Step #9: Ask for help.

If you’re having a difficult time meeting your financial obligations, consult with a CPA. He or she may be able to help you establish a budget, consolidate your debt, determine your eligibility for certain loans, and devise a repayment plan that is realistic. Another alternative is to contact a nonprofit consumer credit counseling service. If your debt is too high for you to handle on your own, contact the Consumer Credit Counseling Service (800.388.2227), a nonprofit organization that educates and counsels people on the use of credit.

Step #10: Start saving.

Once you have paid off your debt, you can begin to establish a secure financial future by following one simple rule: Pay yourself first. CPAs recommend that you build a financial safety net by saving three to six months worth of living expenses. This way you don’t have to resort to using your credit card for unanticipated expenses.

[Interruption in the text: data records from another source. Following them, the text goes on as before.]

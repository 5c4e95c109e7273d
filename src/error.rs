//! Build error taxonomy.
//!
//! Every job in a build phase returns [`BuildError`] on failure. The scheduler
//! wraps each one in a [`JobError`] naming the job, and the orchestrator
//! surfaces all of them together as a [`BuildFailure`] so a single build
//! reports every broken source instead of only the first.
//!
//! | Variant | Raised by | Fatal for the run? |
//! |---------|-----------|--------------------|
//! | `Parse` | malformed front matter | no, reported at the barrier |
//! | `Validation` | missing required field, unusable identifier, shared short id | no, reported at the barrier |
//! | `Render` | Markdown or template rendering | no, reported at the barrier |
//! | `Io` | reading a source or writing an output file | no, reported at the barrier |
//! | `Setup` | output directories and symlinks | yes, no job is submitted |

use crate::orchestrator::Stage;
use std::fmt;
use std::path::PathBuf;
use thiserror::Error;

#[derive(Error, Debug)]
pub enum BuildError {
    #[error("failed to parse front matter in {path}: {message}")]
    Parse { path: PathBuf, message: String },
    #[error("missing or invalid field `{field}` in {path}")]
    Validation { path: PathBuf, field: &'static str },
    #[error("failed to render {target}: {message}")]
    Render { target: String, message: String },
    #[error("I/O error on '{path}': {source}")]
    Io {
        path: PathBuf,
        #[source]
        source: std::io::Error,
    },
    #[error("setup failed at '{path}': {source}")]
    Setup {
        path: PathBuf,
        #[source]
        source: std::io::Error,
    },
}

impl BuildError {
    pub fn io(path: impl Into<PathBuf>, source: std::io::Error) -> Self {
        BuildError::Io {
            path: path.into(),
            source,
        }
    }

    pub fn render(target: impl fmt::Display, message: impl fmt::Display) -> Self {
        BuildError::Render {
            target: target.to_string(),
            message: message.to_string(),
        }
    }

    /// Short label for the taxonomy bucket, used in CLI output.
    pub fn kind(&self) -> &'static str {
        match self {
            BuildError::Parse { .. } => "parse",
            BuildError::Validation { .. } => "validation",
            BuildError::Render { .. } => "render",
            BuildError::Io { .. } => "io",
            BuildError::Setup { .. } => "setup",
        }
    }
}

/// A [`BuildError`] attributed to the named job that produced it.
#[derive(Error, Debug)]
#[error("{job}: {error}")]
pub struct JobError {
    pub job: String,
    #[source]
    pub error: BuildError,
}

/// A build that ended in [`Stage::Failed`].
///
/// Carries every error collected at the failing barrier (or the single
/// setup error) along with the stage trace, so callers can tell which
/// phases ran.
#[derive(Debug)]
pub struct BuildFailure {
    pub trace: Vec<Stage>,
    pub errors: Vec<JobError>,
}

impl BuildFailure {
    /// Whether the failure happened before any job was submitted.
    pub fn is_setup_failure(&self) -> bool {
        !self.trace.contains(&Stage::Phase1Submit)
    }
}

impl fmt::Display for BuildFailure {
    fn fmt(&self, f: &mut fmt::Formatter<'_>) -> fmt::Result {
        write!(f, "build failed with {} error(s)", self.errors.len())?;
        for err in &self.errors {
            write!(f, "\n  {err}")?;
        }
        Ok(())
    }
}

impl std::error::Error for BuildFailure {}
//! Reactive Primitives
//!
//! This module implements the core reactive system: signals, deriveds, and effects.
//! These primitives form the foundation of Ripple's fine-grained reactivity.
//!
//! # Concepts
//!
//! ## Signals
//!
//! A Signal is a container for mutable state. When a signal's value is read
//! within a tracking context (such as a derived or effect), the read is
//! recorded as a dependency. When the signal's value changes, all
//! subscribers are marked dirty.
//!
//! ## Deriveds
//!
//! A Derived is a computed value that caches its result. It re-evaluates only
//! when one of its dependencies changed, and only when someone reads it.
//!
//! ## Effects
//!
//! An Effect is a side-effecting computation that runs whenever its dependencies
//! change. Effects form an ownership tree: whatever an effect creates is
//! destroyed when it re-runs or is destroyed.
//!
//! ## Scheduling
//!
//! Writes queue effects; they never run them. The runtime's microtask host
//! triggers one flush after the current synchronous work, so several writes
//! in a row cause a single re-run. `flush_sync` forces the flush right away.
//!
//! # Implementation Notes
//!
//! Every runtime keeps its own stack of tracking frames. When a node is read,
//! we check whether the innermost frame belongs to a reaction and, if so,
//! record the dependency together with the version that was seen.
//!
//! This approach (sometimes called "automatic dependency tracking" or
//! "transparent reactivity") is used by Svelte 5, SolidJS, Vue 3, and Leptos.

mod callback;
mod config;
mod context;
mod derived;
pub(crate) mod effect;
pub mod equality;
mod microtask;
mod ownership;
mod runtime;
mod scheduler;
mod signal;

pub use callback::{Callback, CallbackId};
pub use config::{RuntimeBuilder, RuntimeConfig};
pub use context::ReactiveContext;
pub use derived::Derived;
pub use effect::{Effect, OutroDone};
pub use microtask::{ManualMicrotasks, Microtask, MicrotaskQueue, TokioMicrotasks};
pub use runtime::{Runtime, RuntimeGuard, RuntimeStats};
pub use signal::Signal;

pub use crate::graph::{EffectFlags, Teardown};

/// Run `f` in the current runtime without recording any reads.
pub fn untrack<R>(f: impl FnOnce() -> R) -> R {
    Runtime::current().untrack(f)
}

/// Flush the current runtime.
#[track_caller]
pub fn flush() {
    Runtime::current().flush()
}

/// Flush the current runtime, returning failures as `Err`.
pub fn try_flush() -> crate::Result<()> {
    Runtime::current().try_flush()
}

/// Run `f`, then flush the current runtime immediately.
#[track_caller]
pub fn flush_sync<R>(f: impl FnOnce() -> R) -> R {
    Runtime::current().flush_sync(f)
}

/// Register a binding callback on the current runtime.
pub fn add_binding_callback(callback: Callback) {
    Runtime::current().add_binding_callback(callback)
}

/// Register a render callback on the current runtime.
pub fn add_render_callback(callback: Callback) {
    Runtime::current().add_render_callback(callback)
}
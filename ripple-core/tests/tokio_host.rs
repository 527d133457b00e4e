//! Tokio Microtask Host Tests
//!
//! The runtime flushes from a local tokio task after the current synchronous
//! work, so these tests run inside a `LocalSet` and yield to let it happen.

use std::cell::{Cell, RefCell};
use std::rc::Rc;

use ripple_core::reactive::{Effect, Runtime, Signal, TokioMicrotasks};
use tokio::task::LocalSet;

/// Let every local task queued so far run.
async fn settle() {
    tokio::task::spawn_local(async {})
        .await
        .expect("local task panicked");
}

/// Test that writes made in one synchronous stretch cause a single flush.
#[tokio::test]
async fn writes_flush_once_after_yield() {
    LocalSet::new()
        .run_until(async {
            let rt = Runtime::builder().microtasks(TokioMicrotasks).build();
            let _guard = rt.enter();
            let count = Signal::new(0);
            let seen = Rc::new(RefCell::new(Vec::new()));

            let seen_clone = seen.clone();
            Effect::new(move || seen_clone.borrow_mut().push(count.get()));
            settle().await;
            assert_eq!(*seen.borrow(), vec![0]);

            count.set(1);
            count.set(2);
            count.set(3);
            assert_eq!(*seen.borrow(), vec![0]);

            settle().await;
            assert_eq!(*seen.borrow(), vec![0, 3]);
            assert_eq!(rt.stats().flushes, 2);
        })
        .await;
}

/// Test that a forced flush leaves nothing for the scheduled task to do.
#[tokio::test]
async fn flush_sync_preempts_the_scheduled_task() {
    LocalSet::new()
        .run_until(async {
            let rt = Runtime::builder().microtasks(TokioMicrotasks).build();
            let _guard = rt.enter();
            let count = Signal::new(0);
            let runs = Rc::new(Cell::new(0));

            let runs_clone = runs.clone();
            Effect::render(move || {
                count.get();
                runs_clone.set(runs_clone.get() + 1);
            });

            rt.flush_sync(|| count.set(1));
            assert_eq!(runs.get(), 2);

            settle().await;
            assert_eq!(runs.get(), 2);
        })
        .await;
}

/// Test that a runtime dropped before its task runs is not resurrected.
#[tokio::test]
async fn dropped_runtime_task_is_a_noop() {
    LocalSet::new()
        .run_until(async {
            let runs = Rc::new(Cell::new(0));
            {
                let rt = Runtime::builder().microtasks(TokioMicrotasks).build();
                let _guard = rt.enter();
                let runs_clone = runs.clone();
                Effect::new(move || runs_clone.set(runs_clone.get() + 1));
            }

            settle().await;
            assert_eq!(runs.get(), 0);
        })
        .await;
}
//! Reactive Context
//!
//! The reactive context tracks which computation is currently running.
//! This enables automatic dependency tracking: when a signal is read,
//! we can register it as a dependency of the current computation.
//!
//! # Implementation
//!
//! Each runtime owns a stack of frames. When entering a reactive context
//! (running a derived or an effect), we push a frame naming that reaction.
//! When the computation completes, the frame is popped and its collected
//! dependencies are handed to the graph.
//!
//! `untrack` pushes a frame with no reaction: reads inside it record nothing,
//! and writes inside it are not attributed to an enclosing derived.
//!
//! A second stack records the effect that owns newly created nodes.

use std::cell::RefCell;

use indexmap::IndexMap;
use smallvec::SmallVec;

use crate::graph::NodeId;

/// An entry in the reactive context stack.
#[derive(Debug, Default)]
pub(crate) struct Frame {
    /// The reaction being evaluated, `None` for untracked scopes.
    pub(crate) reaction: Option<NodeId>,
    /// Nodes read during this evaluation, with the version observed.
    pub(crate) dependencies: IndexMap<NodeId, u64>,
    /// Signals written during this evaluation.
    pub(crate) writes: SmallVec<[NodeId; 4]>,
}

/// Per-runtime tracking state.
#[derive(Debug, Default)]
pub struct ReactiveContext {
    frames: RefCell<Vec<Frame>>,
    owners: RefCell<Vec<NodeId>>,
}

impl ReactiveContext {
    pub(crate) fn new() -> Self {
        Self::default()
    }

    /// Enter a new frame for `reaction`.
    ///
    /// The frame is popped when the returned guard is dropped, including
    /// while unwinding.
    pub(crate) fn enter(&self, reaction: Option<NodeId>) -> ContextGuard<'_> {
        let mut frames = self.frames.borrow_mut();
        frames.push(Frame {
            reaction,
            ..Frame::default()
        });
        ContextGuard {
            context: self,
            reaction,
            depth: frames.len(),
            popped: false,
        }
    }

    /// Check if reads are currently being recorded.
    pub fn is_tracking(&self) -> bool {
        self.current_reaction().is_some()
    }

    /// The reaction of the innermost frame, if that frame tracks.
    pub fn current_reaction(&self) -> Option<NodeId> {
        self.frames.borrow().last().and_then(|frame| frame.reaction)
    }

    /// Number of frames on the stack.
    pub fn depth(&self) -> usize {
        self.frames.borrow().len()
    }

    /// Record a read of `node` at `version`.
    ///
    /// Repeated reads inside one evaluation keep the first position.
    pub(crate) fn track_dependency(&self, node: NodeId, version: u64) {
        if let Some(frame) = self.frames.borrow_mut().last_mut() {
            if frame.reaction.is_some() && frame.reaction != Some(node) {
                frame.dependencies.insert(node, version);
            }
        }
    }

    /// Record a write in the innermost tracking frame.
    pub(crate) fn record_write(&self, node: NodeId) {
        let mut frames = self.frames.borrow_mut();
        if let Some(frame) = frames.iter_mut().rev().find(|f| f.reaction.is_some()) {
            if !frame.writes.contains(&node) {
                frame.writes.push(node);
            }
        }
    }

    /// Make `effect` the owner of nodes created until the guard drops.
    pub(crate) fn enter_owner(&self, effect: NodeId) -> OwnerGuard<'_> {
        self.owners.borrow_mut().push(effect);
        OwnerGuard {
            context: self,
            effect,
        }
    }

    /// The effect currently running, which owns newly created nodes.
    pub fn current_owner(&self) -> Option<NodeId> {
        self.owners.borrow().last().copied()
    }
}

/// Guard that pops a frame when dropped.
///
/// This ensures the context stack is properly maintained even if
/// the computation panics.
pub(crate) struct ContextGuard<'a> {
    context: &'a ReactiveContext,
    reaction: Option<NodeId>,
    depth: usize,
    popped: bool,
}

impl ContextGuard<'_> {
    /// Pop the frame and return what it collected.
    pub(crate) fn finish(mut self) -> Frame {
        self.pop()
    }

    fn pop(&mut self) -> Frame {
        self.popped = true;
        let mut frames = self.context.frames.borrow_mut();
        let frame = frames.pop().unwrap_or_default();

        // Verify we're popping the right frame.
        if !std::thread::panicking() {
            debug_assert_eq!(
                frames.len() + 1,
                self.depth,
                "ReactiveContext mismatch: frame depth"
            );
            debug_assert_eq!(
                frame.reaction, self.reaction,
                "ReactiveContext mismatch: expected {:?}, got {:?}",
                self.reaction, frame.reaction
            );
        }
        frame
    }
}

impl Drop for ContextGuard<'_> {
    fn drop(&mut self) {
        if !self.popped {
            self.pop();
        }
    }
}

pub(crate) struct OwnerGuard<'a> {
    context: &'a ReactiveContext,
    effect: NodeId,
}

impl Drop for OwnerGuard<'_> {
    fn drop(&mut self) {
        let popped = self.context.owners.borrow_mut().pop();
        if !std::thread::panicking() {
            debug_assert_eq!(popped, Some(self.effect), "owner stack mismatch");
        }
    }
}

// ---------------------------------------------------------------------------
// Tests
// ---------------------------------------------------------------------------
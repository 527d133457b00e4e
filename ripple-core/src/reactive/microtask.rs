//! Microtask hosts.
//!
//! The scheduler never flushes synchronously on write. It asks its host to
//! run a task "soon", after the current synchronous work completes, so that
//! every write made in one callback coalesces into one flush.

use std::cell::RefCell;
use std::collections::VecDeque;
use std::fmt;
use std::rc::Rc;

/// A deferred unit of work.
pub type Microtask = Box<dyn FnOnce()>;

/// Something that can run a task after the current synchronous work.
pub trait MicrotaskQueue {
    /// Queue `task` to run later, in FIFO order with other tasks.
    fn queue_microtask(&self, task: Microtask);

    /// Run pending tasks now, if the host supports that. Returns how many ran.
    fn drain(&self) -> usize {
        0
    }
}

/// An in-process FIFO drained explicitly by the host.
#[derive(Clone, Default)]
pub struct ManualMicrotasks {
    tasks: Rc<RefCell<VecDeque<Microtask>>>,
}

impl ManualMicrotasks {
    pub fn new() -> Self {
        Self::default()
    }

    /// Number of tasks waiting to run.
    pub fn pending(&self) -> usize {
        self.tasks.borrow().len()
    }

    /// Run tasks until the queue is empty, including tasks queued meanwhile.
    pub fn run_all(&self) -> usize {
        let mut ran = 0;
        loop {
            let next = self.tasks.borrow_mut().pop_front();
            let Some(task) = next else {
                break;
            };
            task();
            ran += 1;
        }
        ran
    }
}

impl MicrotaskQueue for ManualMicrotasks {
    fn queue_microtask(&self, task: Microtask) {
        self.tasks.borrow_mut().push_back(task);
    }

    fn drain(&self) -> usize {
        self.run_all()
    }
}

impl fmt::Debug for ManualMicrotasks {
    fn fmt(&self, f: &mut fmt::Formatter<'_>) -> fmt::Result {
        f.debug_struct("ManualMicrotasks")
            .field("pending", &self.pending())
            .finish()
    }
}

/// Runs each task as a local tokio task.
///
/// Must be used from inside a `tokio::task::LocalSet`.
#[derive(Debug, Clone, Copy, Default)]
pub struct TokioMicrotasks;

impl MicrotaskQueue for TokioMicrotasks {
    fn queue_microtask(&self, task: Microtask) {
        tokio::task::spawn_local(async move { task() });
    }
}
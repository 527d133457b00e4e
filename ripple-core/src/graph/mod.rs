//! Dependency Graph
//!
//! This module implements the dependency graph that tracks relationships
//! between signals, deriveds and effects.
//!
//! # Overview
//!
//! The graph lives in a generation-checked arena, one per runtime:
//!
//! - Nodes represent reactive values (signals) or computations (deriveds, effects)
//! - Edges represent dependencies: if A reads B, B lists A as a subscriber
//!   and A lists B, together with the version of B it observed
//! - Effects additionally form an ownership tree through `parent`/`children`
//!
//! When a signal changes, we traverse the subscriber edges to find all
//! affected nodes and mark them as dirty. Deriveds are then pulled lazily.
//!
//! # Design Decisions
//!
//! 1. We use a centralized arena rather than reference-counted nodes because:
//!    - Parent/child and dependency cycles need no `Weak` bookkeeping
//!    - Stale handles are detected by generation instead of dangling
//!    - Removal can clear both edge directions in one place
//!
//! 2. Dependency and subscriber sets are insertion-ordered (`indexmap`), so
//!    notification order follows subscription order.
//!
//! 3. We maintain both forward (dependencies) and reverse (subscribers) edges
//!    to enable efficient traversal in both directions.

mod arena;
mod node;

pub use arena::Graph;
pub use node::{EffectFlags, Node, NodeId, NodeKind, RuntimeId, Status, Teardown};
pub(crate) use node::{EffectFn, ErasedCompute, ErasedEquals, ErasedValue};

Once you’ve established an emergency fund, you can begin to save toward your financial goals.

Payroll deduction plans that automatically direct money from your paycheck to a savings or money market account or even a retirement plan are a great way to get started. What you don’t see, you don’t spend.

More information

Visit the Texas Society of CPAs’ consumer Web site, www.ValueYourMoney.org, for more tips on getting out of debt and staying out.

It takes time and hard work to pay off credit card debt, but it’s worth it in the end. Those moments of dreading trips to the mailbox and screening your calls will become distant

memories, and you’ll be sailing on the Sea of Financial Bliss instead of worrying about capsizing into that tidal wave of debt.